Agency overview
- Employees: 10,760 (Uniformed)

Jurisdictional structure
- Operations jurisdiction: Patna, Bihar, India
- Areas of Patna Police's jurisdiction in Bihar
- Size: 3,202 square kilometres (1,236 sq mi)
- Population: 5,838,465 (2011)
- Legal jurisdiction: Patna district
- Governing body: Home Department (Bihar)
- General nature: Local civilian police;

Operational structure
- Overseen by: General Administration Deptt., Govt. of Bihar
- Headquarters: Police HQ, North Gandhi Maidan Marg, Patna- 800004
- Agency executive: Kartikeya Kumar Sharma, IPS, Senior Superintendent of Police;
- Parent agency: Bihar Police
- Units: List Aviation ; Emergency Service ; Organized Crime Control Bureau ; Special Victims ; Major Case Squad ; Taxi Squad ; Movie and Television ; School Safety ; Real Time Crime ; Auxiliary Police ; Crime Scene ; Evidence Collection ; Transit Bureau ; Housing Bureau ; Highway Patrol ; Transportation Bureau;

Facilities
- stations: 75

Website
- patna.nic.in/police/

= Patna Police =

Patna Police (Hindi: पटना पुलिस) is the police service responsible for law enforcement within Patna district, including the capital city of Patna in an Indian state of Bihar.

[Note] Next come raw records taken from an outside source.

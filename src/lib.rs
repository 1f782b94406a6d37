//! Toolrig - Locate version-matched toolchain binaries and provision them.
//!
//! Toolrig finds executables such as `clang`, `opt` or `gcc` whose reported
//! version is one the caller accepts, and installs prebuilt tool archives
//! into a local cache with idempotent, newer-wins extraction.
//!
//! # Modules
//!
//! - [`cli`] - Command-line interface and argument parsing
//! - [`config`] - Configuration loading, merging and environment overrides
//! - [`error`] - Error types and result aliases
//! - [`libs`] - Library alias rules, substitutions and `libs` manifests
//! - [`probe`] - Running `--version` and parsing the output
//! - [`provision`] - Download, extraction, stripping and merging of archives
//! - [`resolve`] - Search paths and ordered candidate resolution
//! - [`toolchain`] - LLVM, GCC, DragonEgg and Rust lookups
//!
//! # Example
//!
//! ```
//! use toolrig::libs::{LibraryAliasResolver, Substitutions};
//!
//! let resolver = LibraryAliasResolver::default();
//! assert_eq!(resolver.resolve("lfoorust"), "<rustlib:foo>");
//! assert_eq!(resolver.resolve("lmath"), "lmath");
//!
//! let mut subst = Substitutions::new();
//! subst.register_with_arg("rustlib", |name| Some(format!("/sysroot/lib/lib{}-0.so", name)));
//! assert_eq!(resolver.resolve_with("lstdrust", &subst), "/sysroot/lib/libstd-0.so");
//! ```

pub mod cli;
pub mod config;
pub mod error;
pub mod libs;
pub mod probe;
pub mod provision;
pub mod resolve;
pub mod toolchain;

pub use error::{Result, ToolrigError};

Patna Police is the largest police service in the state. Its headquarters are at Gandhi Maidan Marg in Patna.

==History==
Patna is one of the oldest continuously inhabited places in the world, and policing in Patna is more than 3000 years old.

==Today==

Patna police is broadly divided into four regions namely Central, East, West and Rural, each headed by a Superintendent of Police. For administrative purposes, each region is subdivided into Neighbourhood Policing Teams, each led by an Inspector. The Neighbourhood Policing Team's are responsible for the bulk of the community work undertaken in an area, and look to deal with long term local issues including anti-social behaviour.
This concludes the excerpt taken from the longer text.